▶ Brief
Among the entries below, find each line holding "TRACKING" and return it.

▶ Source data
use std::collections::BTreeSet;

use crate::data::model::Survey;
use crate::ui::scene::Scene;

// ---------------------------------------------------------------------------
// Viewer state
// ---------------------------------------------------------------------------

/// The full viewer state, independent of rendering.
pub struct ViewerState {
    /// Decoded survey (None until a file is loaded).
    pub survey: Option<Survey>,

    /// Plot primitives built from `survey`.
    pub scene: Option<Scene>,

    /// Region types currently drawn. Empty means nothing is drawn.
    pub visible_types: BTreeSet<String>,

    /// Whether region labels are drawn.
    pub show_labels: bool,

    /// Status / error message shown in the UI.
    pub status_message: Option<String>,
}

impl Default for ViewerState {
    fn default() -> Self {
        Self {
            survey: None,
            scene: None,
            visible_types: BTreeSet::new(),
            show_labels: true,
            status_message: None,
        }
    }
}

impl ViewerState {
    pub fn new(survey: Survey) -> Self {
        let mut state = Self::default();
        state.set_survey(survey);
        state
    }

    /// Ingest a newly decoded survey and show every region type.
    pub fn set_survey(&mut self, survey: Survey) {
        let scene = Scene::from_survey(&survey);
        self.visible_types = all_types(&scene);
        self.scene = Some(scene);
        self.survey = Some(survey);
        self.status_message = None;
    }

    pub fn is_type_visible(&self, type_name: &str) -> bool {
        self.visible_types.contains(type_name)
    }

    /// Whether the region with `id` passes the type filter.
    pub fn is_region_visible(&self, id: i64) -> bool {
        self.survey
            .as_ref()
            .and_then(|s| s.regions.iter().find(|r| r.id == id))
            .is_some_and(|r| self.is_type_visible(&r.type_name))
    }

    pub fn toggle_type(&mut self, type_name: &str) {
        if !self.visible_types.remove(type_name) {
            self.visible_types.insert(type_name.to_string());
        }
    }

    pub fn select_all(&mut self) {
        if let Some(scene) = &self.scene {
            self.visible_types = all_types(scene);
        }
    }

    pub fn select_none(&mut self) {
        self.visible_types.clear();
    }

    /// Number of regions passing the type filter.
    pub fn visible_count(&self) -> usize {
        self.survey.as_ref().map_or(0, |s| {
            s.regions
                .iter()
                .filter(|r| self.is_type_visible(&r.type_name))
                .count()
        })
    }
}

fn all_types(scene: &Scene) -> BTreeSet<String> {
    scene.outlines.iter().map(|o| o.type_name.clone()).collect()
}
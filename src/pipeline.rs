use std::io::Write;
use std::path::Path;

use anyhow::Context;

use crate::app;
use crate::config::Config;
use crate::data::decoder::RegionDecoder;
use crate::data::loader::load_store;
use crate::data::model::Survey;
use crate::data::store::Store;
use crate::error::{MaskError, Result};
use crate::mask::{transform_region, Calibration};
use crate::publish::{HttpTransport, Publisher, Transport};
use crate::ui::raster::{image_path, save_png};
use crate::ui::scene::Scene;

// ---------------------------------------------------------------------------
// Sinks – the optional consumers of a decoded survey
// ---------------------------------------------------------------------------

/// Something a run does with a decoded survey.
pub trait SurveySink {
    fn name(&self) -> &'static str;
    fn consume(&mut self, survey: &Survey) -> Result<()>;
}

/// Transforms each region's mask and posts it to LSSS.
///
/// Regions are posted in file order; the first failure stops the rest.
pub struct PublishSink<T> {
    publisher: Publisher<T>,
    calibration: Calibration,
    published: usize,
}

impl<T: Transport> PublishSink<T> {
    pub fn new(publisher: Publisher<T>, calibration: Calibration) -> Self {
        PublishSink {
            publisher,
            calibration,
            published: 0,
        }
    }

    pub fn publisher(&self) -> &Publisher<T> {
        &self.publisher
    }

    /// Regions posted so far.
    pub fn published(&self) -> usize {
        self.published
    }
}

impl<T: Transport> SurveySink for PublishSink<T> {
    fn name(&self) -> &'static str {
        "publish"
    }

    fn consume(&mut self, survey: &Survey) -> Result<()> {
        for region in &survey.regions {
            let records = transform_region(region, &self.calibration)?;
            if self.publisher.publish_mask(region, &records)? {
                self.published += 1;
            }
        }
        Ok(())
    }
}

/// Writes each region's ping records as one JSON line.
pub struct PrintSink<W> {
    out: W,
    calibration: Calibration,
}

impl<W: Write> PrintSink<W> {
    pub fn new(out: W, calibration: Calibration) -> Self {
        PrintSink { out, calibration }
    }

    pub fn into_inner(self) -> W {
        self.out
    }
}

impl<W: Write> SurveySink for PrintSink<W> {
    fn name(&self) -> &'static str {
        "print"
    }

    fn consume(&mut self, survey: &Survey) -> Result<()> {
        for region in &survey.regions {
            let records = transform_region(region, &self.calibration)?;
            let line = serde_json::to_string(&records)
                .map_err(|e| MaskError::Render(format!("serialising region {}: {e}", region.id)))?;
            writeln!(self.out, "{line}")?;
        }
        Ok(())
    }
}

/// Writes `<stem>.png` beside the input file.
pub struct ImageSink;

impl SurveySink for ImageSink {
    fn name(&self) -> &'static str {
        "image"
    }

    fn consume(&mut self, survey: &Survey) -> Result<()> {
        save_png(&Scene::from_survey(survey), &image_path(&survey.source))
    }
}

/// Opens the interactive viewer and blocks until it is closed.
pub struct ViewerSink;

impl SurveySink for ViewerSink {
    fn name(&self) -> &'static str {
        "viewer"
    }

    fn consume(&mut self, survey: &Survey) -> Result<()> {
        app::show(survey.clone())
    }
}

// ---------------------------------------------------------------------------
// Pipeline – decode once, hand the survey to every enabled sink
// ---------------------------------------------------------------------------

pub struct Pipeline {
    decoder: RegionDecoder,
    sinks: Vec<Box<dyn SurveySink>>,
}

impl Pipeline {
    pub fn new(sinks: Vec<Box<dyn SurveySink>>) -> Self {
        Pipeline {
            decoder: RegionDecoder::new(),
            sinks,
        }
    }

    /// Sinks for the outputs enabled in `config`, in the order they run:
    /// print, publish, image, viewer.
    pub fn from_config(config: &Config, print_json: bool) -> Result<Self> {
        let mut sinks: Vec<Box<dyn SurveySink>> = Vec::new();
        if print_json {
            sinks.push(Box::new(PrintSink::new(
                std::io::stdout(),
                config.calibration.into(),
            )));
        }
        if config.outputs.publish {
            let publisher = Publisher::new(config.base_url.clone(), HttpTransport::new()?);
            sinks.push(Box::new(PublishSink::new(
                publisher,
                config.calibration.into(),
            )));
        }
        if config.outputs.save_image {
            sinks.push(Box::new(ImageSink));
        }
        if config.outputs.show {
            sinks.push(Box::new(ViewerSink));
        }
        Ok(Self::new(sinks))
    }

    pub fn sink_names(&self) -> Vec<&'static str> {
        self.sinks.iter().map(|s| s.name()).collect()
    }

    /// Decode `store` and feed the survey to every sink.
    pub fn run_store(&mut self, store: &dyn Store, source: &Path) -> Result<Survey> {
        let survey = self.decoder.decode(store, source)?;
        for sink in &mut self.sinks {
            log::debug!("running {} output for {}", sink.name(), source.display());
            sink.consume(&survey)?;
        }
        Ok(survey)
    }

    /// Open `path`, process it and release the store.
    pub fn run_file(&mut self, path: &Path) -> anyhow::Result<Survey> {
        log::info!("Processing {}", path.display());
        let store = load_store(path).with_context(|| format!("opening {}", path.display()))?;
        let survey = self
            .run_store(store.as_ref(), path)
            .with_context(|| format!("processing {}", path.display()))?;
        Ok(survey)
    }
}

#[cfg(test)]
mod tests {
    use super::*;
    use crate::data::decoder::tests::sample_store;
    use crate::data::decoder::INTERPRETATION_GROUP;
    use crate::data::store::{Array, MemoryStore, Variable};
    use crate::publish::tests::RecordingTransport;
    use crate::publish::{Body, DEFAULT_BASE_URL};

    fn publish_sink(responses: Vec<(u16, &str)>) -> PublishSink<RecordingTransport> {
        PublishSink::new(
            Publisher::new(DEFAULT_BASE_URL, RecordingTransport::answering(responses)),
            Calibration::default(),
        )
    }

    fn decode(store: &MemoryStore) -> Survey {
        RegionDecoder::new()
            .decode(store, Path::new("demo_mask.json"))
            .unwrap()
    }

    /// Give region 2 a one-ping mask so both regions publish.
    fn two_mask_store() -> MemoryStore {
        let g = INTERPRETATION_GROUP;
        let mut store = sample_store();
        store.insert(
            format!("{g}/mask_times"),
            Variable::new(Array::Ragged(vec![
                Array::Float(vec![100000.0, 200000.0]),
                Array::Float(vec![300000.0]),
            ]))
            .with_attr("units", "ms")
            .with_attr("calendar", "gregorian"),
        );
        store.insert(
            format!("{g}/mask_depths"),
            Variable::new(Array::Ragged(vec![
                Array::Ragged(vec![
                    Array::Float(vec![10.0, 20.0]),
                    Array::Float(vec![15.0, 60.0, 70.0, 90.0]),
                ]),
                Array::Ragged(vec![Array::Float(vec![5.0, 25.0])]),
            ]))
            .with_attr("units", "m"),
        );
        store
    }

    #[test]
    fn publishes_non_empty_regions_only() {
        let mut sink = publish_sink(vec![]);
        sink.consume(&decode(&sample_store())).unwrap();

        assert_eq!(sink.published(), 1);
        let requests = sink.publisher().transport().requests.borrow();
        assert_eq!(requests.len(), 1);
        assert_eq!(
            requests[0].0,
            "http://localhost:8000/lsss/module/PelagicEchogramModule/school-mask"
        );
        assert_eq!(
            requests[0].1,
            Body::Json(serde_json::json!([
                {"pingNumber": -13189163900i64, "depthRanges": [{"min": 60.0, "max": 77.0}]},
                {"pingNumber": -13189163800i64, "depthRanges": [
                    {"min": 65.0, "max": 117.0},
                    {"min": 120.0, "max": 147.0}
                ]}
            ]))
        );
    }

    #[test]
    fn rejected_region_stops_later_regions() {
        let mut sink = publish_sink(vec![(500, "internal error")]);
        let err = sink.consume(&decode(&two_mask_store())).unwrap_err();

        assert!(matches!(err, MaskError::RemoteRejected { status: 500, .. }));
        assert_eq!(sink.published(), 0);
        assert_eq!(sink.publisher().transport().requests.borrow().len(), 1);
    }

    #[test]
    fn malformed_mask_stops_before_posting() {
        let mut store = two_mask_store();
        store.insert(
            format!("{INTERPRETATION_GROUP}/mask_depths"),
            Variable::new(Array::Ragged(vec![
                Array::Ragged(vec![
                    Array::Float(vec![10.0, 20.0]),
                    Array::Float(vec![15.0, 60.0, 70.0]),
                ]),
                Array::Ragged(vec![Array::Float(vec![5.0, 25.0])]),
            ]))
            .with_attr("units", "m"),
        );
        let mut sink = publish_sink(vec![]);
        let err = sink.consume(&decode(&store)).unwrap_err();

        assert!(matches!(err, MaskError::MalformedMask { region_id: 1, ping_index: 1, .. }));
        assert!(sink.publisher().transport().requests.borrow().is_empty());
    }

    #[test]
    fn print_sink_writes_one_line_per_region() {
        let mut sink = PrintSink::new(Vec::new(), Calibration::default());
        sink.consume(&decode(&sample_store())).unwrap();
        let out = String::from_utf8(sink.into_inner()).unwrap();
        let lines: Vec<&str> = out.lines().collect();
        assert_eq!(lines.len(), 2);
        assert!(lines[0].starts_with(r#"[{"pingNumber":-13189163900"#));
        assert_eq!(lines[1], "[]");
    }

    #[test]
    fn pipeline_runs_sinks_in_order_on_one_survey() {
        let mut pipeline = Pipeline::new(vec![Box::new(PrintSink::new(
            std::io::sink(),
            Calibration::default(),
        ))]);
        let survey = pipeline
            .run_store(&sample_store(), Path::new("demo_mask.json"))
            .unwrap();
        assert_eq!(survey.len(), 2);
        assert_eq!(pipeline.sink_names(), vec!["print"]);
    }

    #[test]
    fn from_config_selects_enabled_outputs() {
        let mut config = Config::default();
        config.outputs.publish = false;
        config.outputs.save_image = true;
        let pipeline = Pipeline::from_config(&config, true).unwrap();
        assert_eq!(pipeline.sink_names(), vec!["print", "image"]);
    }

    #[test]
    fn run_file_writes_image_beside_input() {
        let dir = tempfile::tempdir().unwrap();
        let path = dir.path().join("demo_mask.json");
        std::fs::write(
            &path,
            r#"{ "Interpretation/v1": {
                "mask_times":  { "data": [[100000, 200000]], "attrs": { "units": "ms", "calendar": "gregorian" } },
                "mask_depths": { "data": [[[10, 20], [15, 60, 70, 90]]], "attrs": { "units": "m" } },
                "sound_speed": { "data": 1500, "attrs": { "units": "m/s" } },
                "min_depth": { "data": [10] }, "max_depth": { "data": [90] },
                "start_time": { "data": [100000] }, "end_time": { "data": [200000] },
                "region_id": { "data": [1] }, "region_name": { "data": ["school"] },
                "region_type": { "data": [0], "enum": { "TRACKING": 0 } },
                "region_category_ids": { "data": [1] },
                "region_category_names": { "data": ["herring"] },
                "region_category_proportions": { "data": [1.0] }
            } }"#,
        )
        .unwrap();

        let mut pipeline = Pipeline::new(vec![Box::new(ImageSink)]);
        let survey = pipeline.run_file(&path).unwrap();

        assert_eq!(survey.regions[0].type_name, "TRACKING");
        assert!(dir.path().join("demo_mask.png").exists());
    }

    #[test]
    fn missing_file_reports_path() {
        let mut pipeline = Pipeline::new(Vec::new());
        let err = pipeline.run_file(Path::new("does/not/exist.json")).unwrap_err();
        assert!(format!("{err:#}").contains("does/not/exist.json"));
    }
}
use thiserror::Error;

// ---------------------------------------------------------------------------
// MaskError – everything that can stop a run
// ---------------------------------------------------------------------------

/// Errors raised while decoding, transforming, rendering or publishing masks.
///
/// None of these are recovered where they are detected: the first error
/// aborts the current file (and, for publishing, every region after it).
#[derive(Debug, Error)]
pub enum MaskError {
    /// A path or attribute is missing from the store, or has the wrong kind.
    #[error("store: {0}")]
    Store(String),

    /// Region metadata is malformed or cannot be resolved.
    #[error("decode: {0}")]
    Decode(String),

    /// Depth-range data cannot be paired into `(start, stop)` ranges.
    #[error(
        "malformed mask in region {region_id}, ping {ping_index}: \
         depth list has {len} values, expected an even count"
    )]
    MalformedMask {
        region_id: i64,
        ping_index: usize,
        len: usize,
    },

    /// Mask times and depth lists are not parallel.
    #[error("malformed mask in region {region_id}: {times} times but {depths} depth lists")]
    MisalignedMask {
        region_id: i64,
        times: usize,
        depths: usize,
    },

    /// The remote service answered with anything other than 200 or 204.
    #[error("{url} returned status code {status}: {text}")]
    RemoteRejected {
        url: String,
        status: u16,
        text: String,
    },

    /// The request never produced a usable response.
    #[error("transport: {0}")]
    Transport(String),

    /// Drawing or encoding the plot failed.
    #[error("render: {0}")]
    Render(String),

    #[error("config: {0}")]
    Config(String),

    #[error(transparent)]
    Io(#[from] std::io::Error),
}

pub type Result<T> = std::result::Result<T, MaskError>;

▶ Written solution
                "region_type": { "data": [0], "enum": { "TRACKING": 0 } },
        assert_eq!(survey.regions[0].type_name, "TRACKING");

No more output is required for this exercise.